Assigned task - Would you print out every entry exactly as given?
*** Exercise data ***
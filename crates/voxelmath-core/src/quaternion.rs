//! Rotation quaternion value type.

use std::fmt;
use std::ops::{Mul, Neg};

use approx::{AbsDiffEq, RelativeEq};
use bytemuck::{Pod, Zeroable};
use glam::Quat;
use serde::{Deserialize, Serialize};

use crate::error::{Error, Result};
use crate::math;
use crate::vector::Vector3;

/// Immutable quaternion `(x, y, z, w)`, `w` being the scalar part.
///
/// A rotation quaternion has unit length. Non-unit values are allowed
/// transiently, e.g. as the input of [`math::normalize`].
///
/// There is no stored "normalized" flag. Constructors decide instead:
/// [`Quaternion::from_xyzw`] trusts the caller, [`Quaternion::new`] renormalizes.
#[derive(Clone, Copy, Debug, PartialEq, Pod, Zeroable, Serialize, Deserialize)]
#[repr(C)]
pub struct Quaternion {
    x: f32,
    y: f32,
    z: f32,
    w: f32,
}

impl Quaternion {
    /// No rotation
    pub const IDENTITY: Self = Self::from_xyzw(0.0, 0.0, 0.0, 1.0);

    /// Create a quaternion from components already known to be unit length.
    ///
    /// Nothing is checked or renormalized.
    #[inline]
    #[must_use]
    pub const fn from_xyzw(x: f32, y: f32, z: f32, w: f32) -> Self {
        Self { x, y, z, w }
    }

    /// Create a quaternion from arbitrary components, renormalizing them.
    ///
    /// All-zero components produce NaN; see [`Quaternion::try_new`].
    #[must_use]
    pub fn new(x: f32, y: f32, z: f32, w: f32) -> Self {
        math::normalize(Self::from_xyzw(x, y, z, w))
    }

    /// Like [`Quaternion::new`] but rejects zero-length or non-finite input
    pub fn try_new(x: f32, y: f32, z: f32, w: f32) -> Result<Self> {
        math::try_normalize(Self::from_xyzw(x, y, z, w))
    }

    /// Create a quaternion, renormalizing unless `normalized` is set
    #[must_use]
    pub fn from_components(x: f32, y: f32, z: f32, w: f32, normalized: bool) -> Self {
        if normalized {
            Self::from_xyzw(x, y, z, w)
        } else {
            Self::new(x, y, z, w)
        }
    }

    /// Rotation of `angle` degrees around `axis`.
    ///
    /// The axis is normalized first; a zero axis yields NaN components.
    #[must_use]
    pub fn from_angle_axis(angle: f32, axis: Vector3) -> Self {
        Self::from_degrees_axis(f64::from(angle), axis)
    }

    /// Rotation of `angle` degrees around the axis `(x, y, z)`
    #[must_use]
    pub fn from_angle_xyz(angle: f32, x: f32, y: f32, z: f32) -> Self {
        Self::from_angle_axis(angle, Vector3::new(f64::from(x), f64::from(y), f64::from(z)))
    }

    #[allow(clippy::cast_possible_truncation)]
    pub(crate) fn from_degrees_axis(angle: f64, axis: Vector3) -> Self {
        let axis = axis.normalize();
        let (sin, cos) = (angle.to_radians() * 0.5).sin_cos();
        Self::from_xyzw(
            (axis.x() * sin) as f32,
            (axis.y() * sin) as f32,
            (axis.z() * sin) as f32,
            cos as f32,
        )
    }

    #[inline]
    #[must_use]
    pub const fn x(self) -> f32 {
        self.x
    }

    #[inline]
    #[must_use]
    pub const fn y(self) -> f32 {
        self.y
    }

    #[inline]
    #[must_use]
    pub const fn z(self) -> f32 {
        self.z
    }

    #[inline]
    #[must_use]
    pub const fn w(self) -> f32 {
        self.w
    }

    /// Components as `[x, y, z, w]`
    #[inline]
    #[must_use]
    pub const fn to_array(self) -> [f32; 4] {
        [self.x, self.y, self.z, self.w]
    }

    #[inline]
    #[must_use]
    pub fn length_squared(self) -> f32 {
        math::length_squared(self)
    }

    #[inline]
    #[must_use]
    pub fn length(self) -> f32 {
        math::length(self)
    }

    #[inline]
    #[must_use]
    pub fn normalize(self) -> Self {
        math::normalize(self)
    }

    pub fn try_normalize(self) -> Result<Self> {
        math::try_normalize(self)
    }

    /// Hamilton product `self * other`
    #[inline]
    #[must_use]
    pub fn multiply(self, other: Self) -> Self {
        math::multiply(self, other)
    }

    /// Pre-multiply a rotation of `angle` degrees around `axis`
    #[must_use]
    pub fn rotate(self, angle: f32, axis: Vector3) -> Self {
        math::rotate(self, angle, axis)
    }

    #[must_use]
    pub fn rotate_xyz(self, angle: f32, x: f32, y: f32, z: f32) -> Self {
        math::rotate_xyz(self, angle, x, y, z)
    }

    /// Tait-Bryan angles in degrees: `(pitch, yaw, roll)`
    #[must_use]
    pub fn axis_angles(self) -> Vector3 {
        math::axis_angles(self)
    }

    #[inline]
    #[must_use]
    pub fn conjugate(self) -> Self {
        math::conjugate(self)
    }

    /// Apply this rotation to a vector (`q * v * q⁻¹`).
    ///
    /// Assumes unit length.
    #[must_use]
    pub fn rotate_vector(self, v: Vector3) -> Vector3 {
        let u = Vector3::new(f64::from(self.x), f64::from(self.y), f64::from(self.z));
        let w = f64::from(self.w);
        let t = u.cross(v) * 2.0;
        v + t * w + u.cross(t)
    }

    /// Returns true if no component is NaN or infinite
    #[inline]
    #[must_use]
    pub fn is_finite(self) -> bool {
        self.x.is_finite() && self.y.is_finite() && self.z.is_finite() && self.w.is_finite()
    }
}

impl Default for Quaternion {
    fn default() -> Self {
        Self::IDENTITY
    }
}

impl Mul for Quaternion {
    type Output = Self;

    #[inline]
    fn mul(self, rhs: Self) -> Self {
        math::multiply(self, rhs)
    }
}

impl Neg for Quaternion {
    type Output = Self;

    /// Same rotation, opposite hemisphere
    #[inline]
    fn neg(self) -> Self {
        Self::from_xyzw(-self.x, -self.y, -self.z, -self.w)
    }
}

impl From<Quaternion> for Quat {
    fn from(q: Quaternion) -> Self {
        math::to_glam(q)
    }
}

impl From<Quat> for Quaternion {
    fn from(q: Quat) -> Self {
        math::from_glam(q)
    }
}

impl TryFrom<[f32; 4]> for Quaternion {
    type Error = Error;

    fn try_from([x, y, z, w]: [f32; 4]) -> Result<Self> {
        Self::try_new(x, y, z, w)
    }
}

impl fmt::Display for Quaternion {
    fn fmt(&self, f: &mut fmt::Formatter<'_>) -> fmt::Result {
        let [x, y, z, w] = self.to_array();
        match f.precision() {
            Some(p) => write!(f, "({x:.p$}, {y:.p$}, {z:.p$}, {w:.p$})"),
            None => write!(f, "({x}, {y}, {z}, {w})"),
        }
    }
}

impl AbsDiffEq for Quaternion {
    type Epsilon = f32;

    fn default_epsilon() -> f32 {
        f32::EPSILON
    }

    fn abs_diff_eq(&self, other: &Self, epsilon: f32) -> bool {
        self.to_array()
            .iter()
            .zip(other.to_array().iter())
            .all(|(a, b)| a.abs_diff_eq(b, epsilon))
    }
}

impl RelativeEq for Quaternion {
    fn default_max_relative() -> f32 {
        f32::EPSILON
    }

    fn relative_eq(&self, other: &Self, epsilon: f32, max_relative: f32) -> bool {
        self.to_array()
            .iter()
            .zip(other.to_array().iter())
            .all(|(a, b)| a.relative_eq(b, epsilon, max_relative))
    }
}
*** End of Exercise data ***
Task answer -
filename crates/voxelmath-core/src/quaternion.rs
//! Rotation quaternion value type.

use std::fmt;
use std::ops::{Mul, Neg};

use approx::{AbsDiffEq, RelativeEq};
use bytemuck::{Pod, Zeroable};
use glam::Quat;
use serde::{Deserialize, Serialize};

use crate::error::{Error, Result};
use crate::math;
use crate::vector::Vector3;

/// Immutable quaternion `(x, y, z, w)`, `w` being the scalar part.
///
/// A rotation quaternion has unit length. Non-unit values are allowed
/// transiently, e.g. as the input of [`math::normalize`].
///
/// There is no stored "normalized" flag. Constructors decide instead:
/// [`Quaternion::from_xyzw`] trusts the caller, [`Quaternion::new`] renormalizes.
#[derive(Clone, Copy, Debug, PartialEq, Pod, Zeroable, Serialize, Deserialize)]
#[repr(C)]
pub struct Quaternion {
    x: f32,
    y: f32,
    z: f32,
    w: f32,
}

impl Quaternion {
    /// No rotation
    pub const IDENTITY: Self = Self::from_xyzw(0.0, 0.0, 0.0, 1.0);

    /// Create a quaternion from components already known to be unit length.
    ///
    /// Nothing is checked or renormalized.
    #[inline]
    #[must_use]
    pub const fn from_xyzw(x: f32, y: f32, z: f32, w: f32) -> Self {
        Self { x, y, z, w }
    }

    /// Create a quaternion from arbitrary components, renormalizing them.
    ///
    /// All-zero components produce NaN; see [`Quaternion::try_new`].
    #[must_use]
    pub fn new(x: f32, y: f32, z: f32, w: f32) -> Self {
        math::normalize(Self::from_xyzw(x, y, z, w))
    }

    /// Like [`Quaternion::new`] but rejects zero-length or non-finite input
    pub fn try_new(x: f32, y: f32, z: f32, w: f32) -> Result<Self> {
        math::try_normalize(Self::from_xyzw(x, y, z, w))
    }

    /// Create a quaternion, renormalizing unless `normalized` is set
    #[must_use]
    pub fn from_components(x: f32, y: f32, z: f32, w: f32, normalized: bool) -> Self {
        if normalized {
            Self::from_xyzw(x, y, z, w)
        } else {
            Self::new(x, y, z, w)
        }
    }

    /// Rotation of `angle` degrees around `axis`.
    ///
    /// The axis is normalized first; a zero axis yields NaN components.
    #[must_use]
    pub fn from_angle_axis(angle: f32, axis: Vector3) -> Self {
        Self::from_degrees_axis(f64::from(angle), axis)
    }

    /// Rotation of `angle` degrees around the axis `(x, y, z)`
    #[must_use]
    pub fn from_angle_xyz(angle: f32, x: f32, y: f32, z: f32) -> Self {
        Self::from_angle_axis(angle, Vector3::new(f64::from(x), f64::from(y), f64::from(z)))
    }

    #[allow(clippy::cast_possible_truncation)]
    pub(crate) fn from_degrees_axis(angle: f64, axis: Vector3) -> Self {
        let axis = axis.normalize();
        let (sin, cos) = (angle.to_radians() * 0.5).sin_cos();
        Self::from_xyzw(
            (axis.x() * sin) as f32,
            (axis.y() * sin) as f32,
            (axis.z() * sin) as f32,
            cos as f32,
        )
    }

    #[inline]
    #[must_use]
    pub const fn x(self) -> f32 {
        self.x
    }

    #[inline]
    #[must_use]
    pub const fn y(self) -> f32 {
        self.y
    }

    #[inline]
    #[must_use]
    pub const fn z(self) -> f32 {
        self.z
    }

    #[inline]
    #[must_use]
    pub const fn w(self) -> f32 {
        self.w
    }

    /// Components as `[x, y, z, w]`
    #[inline]
    #[must_use]
    pub const fn to_array(self) -> [f32; 4] {
        [self.x, self.y, self.z, self.w]
    }

    #[inline]
    #[must_use]
    pub fn length_squared(self) -> f32 {
        math::length_squared(self)
    }

    #[inline]
    #[must_use]
    pub fn length(self) -> f32 {
        math::length(self)
    }

    #[inline]
    #[must_use]
    pub fn normalize(self) -> Self {
        math::normalize(self)
    }

    pub fn try_normalize(self) -> Result<Self> {
        math::try_normalize(self)
    }

    /// Hamilton product `self * other`
    #[inline]
    #[must_use]
    pub fn multiply(self, other: Self) -> Self {
        math::multiply(self, other)
    }

    /// Pre-multiply a rotation of `angle` degrees around `axis`
    #[must_use]
    pub fn rotate(self, angle: f32, axis: Vector3) -> Self {
        math::rotate(self, angle, axis)
    }

    #[must_use]
    pub fn rotate_xyz(self, angle: f32, x: f32, y: f32, z: f32) -> Self {
        math::rotate_xyz(self, angle, x, y, z)
    }

    /// Tait-Bryan angles in degrees: `(pitch, yaw, roll)`
    #[must_use]
    pub fn axis_angles(self) -> Vector3 {
        math::axis_angles(self)
    }

    #[inline]
    #[must_use]
    pub fn conjugate(self) -> Self {
        math::conjugate(self)
    }

    /// Apply this rotation to a vector (`q * v * q⁻¹`).
    ///
    /// Assumes unit length.
    #[must_use]
    pub fn rotate_vector(self, v: Vector3) -> Vector3 {
        let u = Vector3::new(f64::from(self.x), f64::from(self.y), f64::from(self.z));
        let w = f64::from(self.w);
        let t = u.cross(v) * 2.0;
        v + t * w + u.cross(t)
    }

    /// Returns true if no component is NaN or infinite
    #[inline]
    #[must_use]
    pub fn is_finite(self) -> bool {
        self.x.is_finite() && self.y.is_finite() && self.z.is_finite() && self.w.is_finite()
    }
}

impl Default for Quaternion {
    fn default() -> Self {
        Self::IDENTITY
    }
}

impl Mul for Quaternion {
    type Output = Self;

    #[inline]
    fn mul(self, rhs: Self) -> Self {
        math::multiply(self, rhs)
    }
}

impl Neg for Quaternion {
    type Output = Self;

    /// Same rotation, opposite hemisphere
    #[inline]
    fn neg(self) -> Self {
        Self::from_xyzw(-self.x, -self.y, -self.z, -self.w)
    }
}

impl From<Quaternion> for Quat {
    fn from(q: Quaternion) -> Self {
        math::to_glam(q)
    }
}

impl From<Quat> for Quaternion {
    fn from(q: Quat) -> Self {
        math::from_glam(q)
    }
}

impl TryFrom<[f32; 4]> for Quaternion {
    type Error = Error;

    fn try_from([x, y, z, w]: [f32; 4]) -> Result<Self> {
        Self::try_new(x, y, z, w)
    }
}

impl fmt::Display for Quaternion {
    fn fmt(&self, f: &mut fmt::Formatter<'_>) -> fmt::Result {
        let [x, y, z, w] = self.to_array();
        match f.precision() {
            Some(p) => write!(f, "({x:.p$}, {y:.p$}, {z:.p$}, {w:.p$})"),
            None => write!(f, "({x}, {y}, {z}, {w})"),
        }
    }
}

impl AbsDiffEq for Quaternion {
    type Epsilon = f32;

    fn default_epsilon() -> f32 {
        f32::EPSILON
    }

    fn abs_diff_eq(&self, other: &Self, epsilon: f32) -> bool {
        self.to_array()
            .iter()
            .zip(other.to_array().iter())
            .all(|(a, b)| a.abs_diff_eq(b, epsilon))
    }
}

impl RelativeEq for Quaternion {
    fn default_max_relative() -> f32 {
        f32::EPSILON
    }

    fn relative_eq(&self, other: &Self, epsilon: f32, max_relative: f32) -> bool {
        self.to_array()
            .iter()
            .zip(other.to_array().iter())
            .all(|(a, b)| a.relative_eq(b, epsilon, max_relative))
    }
}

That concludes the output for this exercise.